▸ What to produce: Your answer should consist of each line below that includes the word "serialized".

********

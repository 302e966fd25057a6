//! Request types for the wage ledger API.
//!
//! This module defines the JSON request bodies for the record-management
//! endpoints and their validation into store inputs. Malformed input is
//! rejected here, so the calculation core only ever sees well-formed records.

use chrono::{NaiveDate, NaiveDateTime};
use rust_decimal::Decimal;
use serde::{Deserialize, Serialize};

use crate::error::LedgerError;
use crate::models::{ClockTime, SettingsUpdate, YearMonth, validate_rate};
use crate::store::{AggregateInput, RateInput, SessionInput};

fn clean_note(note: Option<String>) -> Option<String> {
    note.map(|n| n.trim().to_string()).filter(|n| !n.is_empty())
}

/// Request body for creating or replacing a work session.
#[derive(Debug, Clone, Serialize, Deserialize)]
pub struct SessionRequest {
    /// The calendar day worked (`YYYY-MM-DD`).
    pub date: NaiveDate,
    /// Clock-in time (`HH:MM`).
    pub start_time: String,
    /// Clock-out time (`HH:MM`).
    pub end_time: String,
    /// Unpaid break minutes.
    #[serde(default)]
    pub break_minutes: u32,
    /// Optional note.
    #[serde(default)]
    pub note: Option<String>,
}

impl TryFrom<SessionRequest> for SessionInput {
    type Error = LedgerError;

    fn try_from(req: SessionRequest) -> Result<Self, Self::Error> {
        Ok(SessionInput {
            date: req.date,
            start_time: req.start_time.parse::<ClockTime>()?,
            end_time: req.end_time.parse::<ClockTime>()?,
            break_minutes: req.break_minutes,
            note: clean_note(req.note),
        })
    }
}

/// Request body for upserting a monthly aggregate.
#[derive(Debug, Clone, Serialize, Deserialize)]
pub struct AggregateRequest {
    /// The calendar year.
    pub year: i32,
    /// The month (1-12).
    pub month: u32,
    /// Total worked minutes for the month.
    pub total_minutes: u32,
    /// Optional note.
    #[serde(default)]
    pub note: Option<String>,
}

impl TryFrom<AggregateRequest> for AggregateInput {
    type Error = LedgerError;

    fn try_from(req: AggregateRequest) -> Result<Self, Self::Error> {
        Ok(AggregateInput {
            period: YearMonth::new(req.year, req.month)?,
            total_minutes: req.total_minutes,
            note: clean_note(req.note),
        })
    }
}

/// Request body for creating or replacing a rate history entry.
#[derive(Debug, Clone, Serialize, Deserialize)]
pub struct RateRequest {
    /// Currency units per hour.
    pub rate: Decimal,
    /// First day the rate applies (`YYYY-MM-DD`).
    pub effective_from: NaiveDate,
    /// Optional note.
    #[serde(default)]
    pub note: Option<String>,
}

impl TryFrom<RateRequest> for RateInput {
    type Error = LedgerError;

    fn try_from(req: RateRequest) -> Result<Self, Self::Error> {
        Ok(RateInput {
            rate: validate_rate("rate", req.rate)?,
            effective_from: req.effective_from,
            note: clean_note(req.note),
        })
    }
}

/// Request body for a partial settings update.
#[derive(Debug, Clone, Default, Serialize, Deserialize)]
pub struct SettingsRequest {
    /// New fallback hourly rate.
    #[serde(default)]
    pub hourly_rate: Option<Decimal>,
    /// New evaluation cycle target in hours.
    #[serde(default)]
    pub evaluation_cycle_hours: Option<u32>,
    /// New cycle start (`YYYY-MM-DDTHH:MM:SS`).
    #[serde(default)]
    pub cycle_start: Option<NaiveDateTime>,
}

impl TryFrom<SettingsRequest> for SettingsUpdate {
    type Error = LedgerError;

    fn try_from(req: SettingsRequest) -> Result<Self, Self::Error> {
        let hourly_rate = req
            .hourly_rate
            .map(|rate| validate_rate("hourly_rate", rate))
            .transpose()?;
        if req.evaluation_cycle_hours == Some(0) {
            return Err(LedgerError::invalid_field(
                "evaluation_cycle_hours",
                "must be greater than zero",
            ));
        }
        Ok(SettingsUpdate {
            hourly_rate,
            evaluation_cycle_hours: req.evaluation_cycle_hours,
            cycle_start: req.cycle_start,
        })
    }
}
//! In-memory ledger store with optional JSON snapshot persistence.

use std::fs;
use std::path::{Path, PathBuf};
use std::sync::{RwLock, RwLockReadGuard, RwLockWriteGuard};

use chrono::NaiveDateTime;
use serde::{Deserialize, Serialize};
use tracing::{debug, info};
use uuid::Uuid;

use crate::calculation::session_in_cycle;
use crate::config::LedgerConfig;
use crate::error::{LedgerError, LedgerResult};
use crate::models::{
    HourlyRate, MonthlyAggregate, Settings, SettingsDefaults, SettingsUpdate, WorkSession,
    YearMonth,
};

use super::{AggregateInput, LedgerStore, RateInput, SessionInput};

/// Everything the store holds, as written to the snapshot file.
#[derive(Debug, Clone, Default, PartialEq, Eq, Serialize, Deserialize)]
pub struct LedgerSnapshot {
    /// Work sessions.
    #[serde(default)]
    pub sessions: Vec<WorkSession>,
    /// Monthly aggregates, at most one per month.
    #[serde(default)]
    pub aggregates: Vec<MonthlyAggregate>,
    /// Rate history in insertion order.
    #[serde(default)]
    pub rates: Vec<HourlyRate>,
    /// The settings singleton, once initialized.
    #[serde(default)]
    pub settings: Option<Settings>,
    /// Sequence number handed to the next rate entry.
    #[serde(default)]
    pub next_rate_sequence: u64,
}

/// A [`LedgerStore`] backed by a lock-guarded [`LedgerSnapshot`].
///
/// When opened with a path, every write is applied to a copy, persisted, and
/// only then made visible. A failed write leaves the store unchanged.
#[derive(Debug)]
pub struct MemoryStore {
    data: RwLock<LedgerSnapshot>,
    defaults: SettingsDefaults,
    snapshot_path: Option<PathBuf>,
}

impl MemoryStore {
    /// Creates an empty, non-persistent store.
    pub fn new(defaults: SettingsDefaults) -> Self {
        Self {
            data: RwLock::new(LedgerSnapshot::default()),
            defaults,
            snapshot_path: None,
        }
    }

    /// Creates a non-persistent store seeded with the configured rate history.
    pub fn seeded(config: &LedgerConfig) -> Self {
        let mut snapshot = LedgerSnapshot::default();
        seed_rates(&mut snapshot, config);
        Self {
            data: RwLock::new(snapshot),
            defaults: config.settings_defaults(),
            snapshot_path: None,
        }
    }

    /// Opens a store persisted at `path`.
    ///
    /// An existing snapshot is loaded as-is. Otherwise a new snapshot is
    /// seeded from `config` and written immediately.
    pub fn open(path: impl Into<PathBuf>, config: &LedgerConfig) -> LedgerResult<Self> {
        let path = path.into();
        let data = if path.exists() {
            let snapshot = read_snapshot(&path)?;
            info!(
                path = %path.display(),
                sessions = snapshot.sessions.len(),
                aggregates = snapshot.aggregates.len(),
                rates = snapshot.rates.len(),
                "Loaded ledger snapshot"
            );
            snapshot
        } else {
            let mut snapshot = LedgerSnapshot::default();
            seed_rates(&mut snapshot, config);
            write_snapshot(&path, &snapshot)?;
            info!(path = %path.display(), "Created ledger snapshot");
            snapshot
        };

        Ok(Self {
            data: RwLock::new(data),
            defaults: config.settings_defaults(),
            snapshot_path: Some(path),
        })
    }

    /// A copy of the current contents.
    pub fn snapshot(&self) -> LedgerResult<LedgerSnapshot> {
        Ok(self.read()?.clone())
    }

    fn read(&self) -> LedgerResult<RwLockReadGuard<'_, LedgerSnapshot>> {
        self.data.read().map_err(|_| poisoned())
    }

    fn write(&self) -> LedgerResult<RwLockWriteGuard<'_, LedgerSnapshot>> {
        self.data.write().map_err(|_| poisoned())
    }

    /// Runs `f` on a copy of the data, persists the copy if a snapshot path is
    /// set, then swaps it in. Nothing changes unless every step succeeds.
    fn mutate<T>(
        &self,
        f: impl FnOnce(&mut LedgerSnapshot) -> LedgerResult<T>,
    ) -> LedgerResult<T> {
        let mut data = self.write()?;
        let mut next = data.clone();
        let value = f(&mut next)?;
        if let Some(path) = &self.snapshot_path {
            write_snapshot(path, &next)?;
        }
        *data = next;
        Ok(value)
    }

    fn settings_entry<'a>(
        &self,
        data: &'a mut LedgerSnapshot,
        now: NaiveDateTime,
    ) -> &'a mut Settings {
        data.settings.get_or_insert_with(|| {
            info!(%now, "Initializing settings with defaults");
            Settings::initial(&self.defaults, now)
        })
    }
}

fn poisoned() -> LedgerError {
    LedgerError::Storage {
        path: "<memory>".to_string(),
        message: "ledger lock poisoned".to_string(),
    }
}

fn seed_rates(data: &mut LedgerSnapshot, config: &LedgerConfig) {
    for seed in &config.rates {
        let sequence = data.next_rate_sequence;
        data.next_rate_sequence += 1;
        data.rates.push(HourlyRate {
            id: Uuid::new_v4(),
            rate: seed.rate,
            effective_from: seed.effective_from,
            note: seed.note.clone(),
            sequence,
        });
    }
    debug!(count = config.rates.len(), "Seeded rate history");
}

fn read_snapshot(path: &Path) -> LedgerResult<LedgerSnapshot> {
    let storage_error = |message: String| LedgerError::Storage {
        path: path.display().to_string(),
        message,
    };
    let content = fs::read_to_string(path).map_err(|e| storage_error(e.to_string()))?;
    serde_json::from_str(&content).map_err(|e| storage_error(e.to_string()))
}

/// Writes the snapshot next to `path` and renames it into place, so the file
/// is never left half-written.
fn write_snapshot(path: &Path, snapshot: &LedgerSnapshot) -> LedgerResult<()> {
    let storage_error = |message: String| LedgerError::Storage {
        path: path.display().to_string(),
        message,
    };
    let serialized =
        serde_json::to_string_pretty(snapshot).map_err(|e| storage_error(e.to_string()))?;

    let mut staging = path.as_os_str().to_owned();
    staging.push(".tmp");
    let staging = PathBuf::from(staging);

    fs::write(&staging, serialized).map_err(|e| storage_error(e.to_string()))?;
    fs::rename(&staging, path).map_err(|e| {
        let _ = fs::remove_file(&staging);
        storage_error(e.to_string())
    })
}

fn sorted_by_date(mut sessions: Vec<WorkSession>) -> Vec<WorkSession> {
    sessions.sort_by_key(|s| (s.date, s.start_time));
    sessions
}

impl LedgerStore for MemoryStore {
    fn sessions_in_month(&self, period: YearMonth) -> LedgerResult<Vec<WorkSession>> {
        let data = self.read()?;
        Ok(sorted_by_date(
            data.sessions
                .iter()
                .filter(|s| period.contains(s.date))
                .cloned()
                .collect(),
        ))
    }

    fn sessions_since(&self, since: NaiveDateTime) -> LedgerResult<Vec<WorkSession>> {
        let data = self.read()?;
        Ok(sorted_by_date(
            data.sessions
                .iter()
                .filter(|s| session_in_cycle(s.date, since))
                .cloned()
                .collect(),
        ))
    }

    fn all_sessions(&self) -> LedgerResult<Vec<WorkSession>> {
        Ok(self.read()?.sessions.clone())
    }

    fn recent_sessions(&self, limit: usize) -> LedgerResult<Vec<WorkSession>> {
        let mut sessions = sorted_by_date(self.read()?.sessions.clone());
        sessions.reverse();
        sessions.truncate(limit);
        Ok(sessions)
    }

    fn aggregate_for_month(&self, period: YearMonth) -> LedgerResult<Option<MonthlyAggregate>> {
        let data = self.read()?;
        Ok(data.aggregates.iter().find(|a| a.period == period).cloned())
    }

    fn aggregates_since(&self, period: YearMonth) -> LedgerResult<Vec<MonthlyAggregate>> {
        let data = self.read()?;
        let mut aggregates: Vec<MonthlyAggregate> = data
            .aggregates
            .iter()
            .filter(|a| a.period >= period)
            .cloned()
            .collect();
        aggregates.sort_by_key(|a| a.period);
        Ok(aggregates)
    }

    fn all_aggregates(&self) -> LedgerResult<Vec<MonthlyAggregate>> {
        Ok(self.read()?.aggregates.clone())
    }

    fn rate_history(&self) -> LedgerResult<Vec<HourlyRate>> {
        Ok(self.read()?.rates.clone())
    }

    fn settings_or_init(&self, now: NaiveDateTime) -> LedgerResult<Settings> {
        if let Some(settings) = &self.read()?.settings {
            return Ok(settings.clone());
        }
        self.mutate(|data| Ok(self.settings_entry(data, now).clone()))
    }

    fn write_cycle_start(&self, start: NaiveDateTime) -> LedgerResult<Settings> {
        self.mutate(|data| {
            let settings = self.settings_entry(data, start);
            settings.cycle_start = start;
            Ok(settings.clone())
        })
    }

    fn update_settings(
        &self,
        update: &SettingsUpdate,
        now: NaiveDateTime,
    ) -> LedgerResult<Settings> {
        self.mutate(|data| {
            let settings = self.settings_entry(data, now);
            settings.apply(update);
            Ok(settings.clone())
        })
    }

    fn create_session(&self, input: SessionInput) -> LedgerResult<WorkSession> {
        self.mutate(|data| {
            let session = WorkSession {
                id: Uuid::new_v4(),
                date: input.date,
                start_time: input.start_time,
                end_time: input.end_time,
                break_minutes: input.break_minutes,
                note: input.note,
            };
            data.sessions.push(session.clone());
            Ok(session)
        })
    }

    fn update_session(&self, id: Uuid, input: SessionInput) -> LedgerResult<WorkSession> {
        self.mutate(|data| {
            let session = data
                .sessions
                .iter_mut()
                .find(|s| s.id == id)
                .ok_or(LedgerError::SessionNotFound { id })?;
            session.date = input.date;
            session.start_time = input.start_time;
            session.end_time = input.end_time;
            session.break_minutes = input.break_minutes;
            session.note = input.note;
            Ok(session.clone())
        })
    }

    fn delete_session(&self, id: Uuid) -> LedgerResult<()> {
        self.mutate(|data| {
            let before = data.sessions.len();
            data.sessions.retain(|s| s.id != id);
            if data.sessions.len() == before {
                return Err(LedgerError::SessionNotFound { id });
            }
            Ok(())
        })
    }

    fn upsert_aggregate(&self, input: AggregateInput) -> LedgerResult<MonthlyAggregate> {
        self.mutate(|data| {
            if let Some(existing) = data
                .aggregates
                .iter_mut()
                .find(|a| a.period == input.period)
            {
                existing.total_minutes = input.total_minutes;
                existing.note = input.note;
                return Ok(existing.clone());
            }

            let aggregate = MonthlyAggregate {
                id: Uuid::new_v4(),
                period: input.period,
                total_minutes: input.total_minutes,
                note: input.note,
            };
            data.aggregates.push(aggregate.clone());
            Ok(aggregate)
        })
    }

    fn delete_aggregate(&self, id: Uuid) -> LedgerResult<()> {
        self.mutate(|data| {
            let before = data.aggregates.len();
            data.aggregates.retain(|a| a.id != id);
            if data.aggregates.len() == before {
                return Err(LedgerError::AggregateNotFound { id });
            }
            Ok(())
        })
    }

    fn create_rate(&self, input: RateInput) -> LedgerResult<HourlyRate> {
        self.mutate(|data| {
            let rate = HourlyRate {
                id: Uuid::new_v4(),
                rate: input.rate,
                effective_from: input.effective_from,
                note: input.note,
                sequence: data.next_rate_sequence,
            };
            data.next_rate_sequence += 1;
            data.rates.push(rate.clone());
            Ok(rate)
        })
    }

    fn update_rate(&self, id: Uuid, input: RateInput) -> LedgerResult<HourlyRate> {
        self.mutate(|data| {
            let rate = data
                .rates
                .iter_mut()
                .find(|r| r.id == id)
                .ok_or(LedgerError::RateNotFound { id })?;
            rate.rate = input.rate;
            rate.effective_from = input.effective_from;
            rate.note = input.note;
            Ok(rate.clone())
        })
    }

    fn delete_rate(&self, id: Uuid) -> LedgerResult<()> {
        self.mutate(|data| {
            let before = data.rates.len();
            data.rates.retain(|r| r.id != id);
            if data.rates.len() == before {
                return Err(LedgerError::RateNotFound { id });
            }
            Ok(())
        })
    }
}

********

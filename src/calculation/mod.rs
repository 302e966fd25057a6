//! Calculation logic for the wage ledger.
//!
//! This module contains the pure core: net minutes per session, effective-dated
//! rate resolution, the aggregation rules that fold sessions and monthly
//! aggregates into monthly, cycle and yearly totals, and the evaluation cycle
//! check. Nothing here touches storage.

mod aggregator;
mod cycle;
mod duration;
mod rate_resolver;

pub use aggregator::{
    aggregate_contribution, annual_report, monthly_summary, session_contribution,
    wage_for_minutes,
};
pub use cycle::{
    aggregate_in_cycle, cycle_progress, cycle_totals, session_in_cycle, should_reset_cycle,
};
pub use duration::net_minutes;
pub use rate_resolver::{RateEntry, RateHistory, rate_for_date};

********

▸ Response area:
    let serialized =
    fs::write(&staging, serialized).map_err(|e| storage_error(e.to_string()))?;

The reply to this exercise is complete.